The quakeboar hit it head-on, and the barrier shattered, fragments of Inferno essence scattering like embers from a kicked fire. The beast’s momentum barely slowed. Its shoulder clipped her, sent her flying into a boulder with enough force to crack stone.

Everything hurt. Couldn’t breathe. Couldn’t think. Her Crucible Core was screaming at her, Ember Qi channels burning from overuse, techniques cast too fast without proper recovery between.

[Critical damage sustained. Left clavicle fractured, three ribs compromised, suspected internal bleeding. Combat effectiveness: 23%. Extraction recommended. Extraction MANDATORY.]
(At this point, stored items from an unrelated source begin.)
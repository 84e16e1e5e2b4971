//! Annotation syntax on VPA objects
//!
//! External metric mappings and post-processor opt-ins ride on VPA
//! annotations. Parsing here never fails hard: a malformed annotation is
//! reported to the caller, which degrades to identity for that VPA or
//! container.

use std::collections::BTreeMap;

use crate::error::{RecommenderError, Result};
use crate::model::ResourceName;

/// Prefix of external metric mapping annotations:
/// `vpa.scalewise.dev/metric-<resource>-<container> = <metric-or-selector>`.
pub const METRIC_ANNOTATION_PREFIX: &str = "vpa.scalewise.dev/metric-";

/// Prefix of all post-processor annotations.
pub const POST_PROCESSOR_PREFIX: &str = "vpa-post-processor.scalewise.dev/";

/// Suffix of the per-container safety margin modifier annotation.
pub const SAFETY_MARGIN_MODIFIER_SUFFIX: &str = "_safetyMarginModifier";

/// Suffix of the per-container resource ratio annotation.
pub const RESOURCE_RATIOS_SUFFIX: &str = "_resourceRatios";

/// VPA-level replica restriction annotation key (no container component).
pub const REPLICA_RESTRICTED_RANGE_KEY: &str = "replicaRestrictedRange";

/// VPA-level CPU rounding annotation keys.
pub const INTEGER_CPU_KEY: &str = "integerCpu";
pub const CORE_DIVISOR_KEY: &str = "coreDivisor";
pub const RAM_PER_CORE_KEY: &str = "ramPerCore";

/// Extracts the container name from `<prefix><container><suffix>`.
/// Returns `None` for keys of any other shape.
pub fn extract_container_name<'a>(key: &'a str, prefix: &str, suffix: &str) -> Option<&'a str> {
    let rest = key.strip_prefix(prefix)?;
    let name = rest.strip_suffix(suffix)?;
    if name.is_empty() {
        None
    } else {
        Some(name)
    }
}

/// Decodes the `~2` escape used for `.` inside label keys carried in
/// annotation-derived maps.
pub fn unescape_label_key(key: &str) -> String {
    key.replace("~2", ".")
}

/// A parsed external metric reference: a metric name plus an optional
/// label selector.
#[derive(Debug, Clone, PartialEq, Eq)]
pub struct MetricSpec {
    pub name: String,
    pub selector: BTreeMap<String, String>,
}

impl MetricSpec {
    /// Parses `name` or `name{key:value,key2:value2}`. Label keys may use
    /// the `~2` escape for dots.
    pub fn parse(raw: &str) -> Result<Self> {
        let raw = raw.trim();
        if raw.is_empty() {
            return Err(RecommenderError::ConfigInvalid(
                "empty metric reference".to_string(),
            ));
        }
        let Some(open) = raw.find('{') else {
            return Ok(Self {
                name: raw.to_string(),
                selector: BTreeMap::new(),
            });
        };
        if !raw.ends_with('}') {
            return Err(RecommenderError::ConfigInvalid(format!(
                "unterminated selector in metric reference {:?}",
                raw
            )));
        }
        let name = raw[..open].trim();
        if name.is_empty() {
            return Err(RecommenderError::ConfigInvalid(format!(
                "metric reference {:?} has no name",
                raw
            )));
        }
        let mut selector = BTreeMap::new();
        let body = &raw[open + 1..raw.len() - 1];
        for pair in body.split(',').filter(|p| !p.trim().is_empty()) {
            let (key, value) = pair.split_once(':').ok_or_else(|| {
                RecommenderError::ConfigInvalid(format!(
                    "selector entry {:?} is not key:value",
                    pair
                ))
            })?;
            selector.insert(
                unescape_label_key(key.trim()),
                value.trim().to_string(),
            );
        }
        Ok(Self {
            name: name.to_string(),
            selector,
        })
    }
}

/// One external metric mapping extracted from a VPA's annotations.
#[derive(Debug, Clone, PartialEq, Eq)]
pub struct MetricMapping {
    pub resource: ResourceName,
    pub container_name: String,
    pub metric: MetricSpec,
}

/// Collects all well-formed external metric mappings from a VPA's
/// annotations. Malformed values are returned separately so the caller can
/// log and flag the config without dropping the good entries.
pub fn metric_mappings(
    annotations: &BTreeMap<String, String>,
) -> (Vec<MetricMapping>, Vec<String>) {
    let mut mappings = Vec::new();
    let mut bad_keys = Vec::new();
    for (key, value) in annotations {
        let Some(rest) = key.strip_prefix(METRIC_ANNOTATION_PREFIX) else {
            continue;
        };
        let Some((resource_str, container)) = rest.split_once('-') else {
            bad_keys.push(key.clone());
            continue;
        };
        let resource = match resource_str {
            "cpu" => ResourceName::Cpu,
            "memory" => ResourceName::Memory,
            _ => {
                bad_keys.push(key.clone());
                continue;
            }
        };
        if container.is_empty() {
            bad_keys.push(key.clone());
            continue;
        }
        match MetricSpec::parse(value) {
            Ok(metric) => mappings.push(MetricMapping {
                resource,
                container_name: container.to_string(),
                metric,
            }),
            Err(_) => bad_keys.push(key.clone()),
        }
    }
    (mappings, bad_keys)
}

/// Returns the keys of recommender-owned annotations whose values are
/// structurally malformed. Used to surface the `ConfigDeprecated`
/// condition; the post-processors re-parse and degrade on their own.
pub fn malformed_recommender_annotations(annotations: &BTreeMap<String, String>) -> Vec<String> {
    let (_, mut bad_keys) = metric_mappings(annotations);
    for (key, value) in annotations {
        if extract_container_name(key, POST_PROCESSOR_PREFIX, SAFETY_MARGIN_MODIFIER_SUFFIX)
            .is_some()
            || extract_container_name(key, POST_PROCESSOR_PREFIX, RESOURCE_RATIOS_SUFFIX).is_some()
        {
            let parsed: std::result::Result<serde_json::Value, _> = serde_json::from_str(value);
            if !parsed.map(|v| v.is_object()).unwrap_or(false) {
                bad_keys.push(key.clone());
            }
        } else if key == &format!("{}{}", POST_PROCESSOR_PREFIX, REPLICA_RESTRICTED_RANGE_KEY) {
            let parsed: std::result::Result<Vec<i64>, _> = serde_json::from_str(value);
            match parsed {
                Ok(range) if range.len() == 2 && range[0] < range[1] => {}
                _ => bad_keys.push(key.clone()),
            }
        }
    }
    bad_keys
}

#[cfg(test)]
mod tests {
    use super::*;

    #[test]
    fn test_extract_container_name() {
        let key = "vpa-post-processor.scalewise.dev/nginx_safetyMarginModifier";
        assert_eq!(
            extract_container_name(key, POST_PROCESSOR_PREFIX, SAFETY_MARGIN_MODIFIER_SUFFIX),
            Some("nginx")
        );
        assert_eq!(
            extract_container_name(key, POST_PROCESSOR_PREFIX, RESOURCE_RATIOS_SUFFIX),
            None
        );
        assert_eq!(
            extract_container_name(
                "vpa-post-processor.scalewise.dev/_safetyMarginModifier",
                POST_PROCESSOR_PREFIX,
                SAFETY_MARGIN_MODIFIER_SUFFIX
            ),
            None
        );
    }

    #[test]
    fn test_metric_spec_plain_name() {
        let spec = MetricSpec::parse("container.cpu.usage").unwrap();
        assert_eq!(spec.name, "container.cpu.usage");
        assert!(spec.selector.is_empty());
    }

    #[test]
    fn test_metric_spec_with_selector_and_escape() {
        let spec = MetricSpec::parse("requests{service~2name:web,env:prod}").unwrap();
        assert_eq!(spec.name, "requests");
        assert_eq!(spec.selector["service.name"], "web");
        assert_eq!(spec.selector["env"], "prod");
    }

    #[test]
    fn test_metric_spec_malformed() {
        assert!(MetricSpec::parse("").is_err());
        assert!(MetricSpec::parse("m{unterminated").is_err());
        assert!(MetricSpec::parse("m{novalue}").is_err());
        assert!(MetricSpec::parse("{k:v}").is_err());
    }

    #[test]
    fn test_metric_mappings() {
        let annotations = BTreeMap::from([
            (
                "vpa.scalewise.dev/metric-cpu-nginx".to_string(),
                "cpu.usage{env:prod}".to_string(),
            ),
            (
                "vpa.scalewise.dev/metric-memory-nginx".to_string(),
                "mem.usage".to_string(),
            ),
            (
                "vpa.scalewise.dev/metric-disk-nginx".to_string(),
                "disk.usage".to_string(),
            ),
            ("unrelated/annotation".to_string(), "x".to_string()),
        ]);
        let (mappings, bad) = metric_mappings(&annotations);
        assert_eq!(mappings.len(), 2);
        assert!(mappings.iter().any(|m| m.resource == ResourceName::Cpu
            && m.container_name == "nginx"
            && m.metric.name == "cpu.usage"));
        assert_eq!(bad, vec!["vpa.scalewise.dev/metric-disk-nginx".to_string()]);
    }

    #[test]
    fn test_malformed_recommender_annotations() {
        let annotations = BTreeMap::from([
            (
                "vpa-post-processor.scalewise.dev/web_safetyMarginModifier".to_string(),
                r#"{"function":"Linear","parameters":[1.2]}"#.to_string(),
            ),
            (
                "vpa-post-processor.scalewise.dev/api_safetyMarginModifier".to_string(),
                "not json".to_string(),
            ),
            (
                "vpa-post-processor.scalewise.dev/replicaRestrictedRange".to_string(),
                "[100,10]".to_string(),
            ),
            ("unrelated/key".to_string(), "whatever".to_string()),
        ]);
        let bad = malformed_recommender_annotations(&annotations);
        assert_eq!(bad.len(), 2);
        assert!(bad.contains(&"vpa-post-processor.scalewise.dev/api_safetyMarginModifier".to_string()));
        assert!(bad.contains(&"vpa-post-processor.scalewise.dev/replicaRestrictedRange".to_string()));
    }
}
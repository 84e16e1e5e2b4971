//! Allowed-resource filter
//!
//! Drops any resource outside the configured allow-list from all four
//! fields of every container recommendation.

use super::{PostProcessContext, RecommendationPostProcessor};
use crate::model::{RecommendedPodResources, ResourceName, Resources};

pub struct AllowedResourceFilter {
    allowed: Vec<ResourceName>,
}

impl AllowedResourceFilter {
    pub fn new(allowed: Vec<ResourceName>) -> Self {
        Self { allowed }
    }

    fn filter(&self, resources: &mut Resources) {
        resources.retain(|name, _| self.allowed.contains(name));
    }
}

impl RecommendationPostProcessor for AllowedResourceFilter {
    fn name(&self) -> &'static str {
        "allowed-resources"
    }

    fn process(
        &self,
        _ctx: &PostProcessContext<'_>,
        mut recommendation: RecommendedPodResources,
    ) -> RecommendedPodResources {
        for container in &mut recommendation.container_recommendations {
            self.filter(&mut container.target);
            self.filter(&mut container.lower_bound);
            self.filter(&mut container.upper_bound);
            self.filter(&mut container.uncapped_target);
        }
        recommendation
    }
}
(Can’t... reach talisman...)

The emergency escape talismans were on her belt. The belt was on her left side. The left arm wasn’t working. Her right arm was pinned under her body, and moving sent white-hot agony through cracked ribs.

The quakeboar was turning. Lining up for another charge. Its eyes held an almost human calculation—recognizing wounded prey, moving in for the kill.

[Final warning: Life-threatening injuries detected. Emergency protocols initiating in three... two...]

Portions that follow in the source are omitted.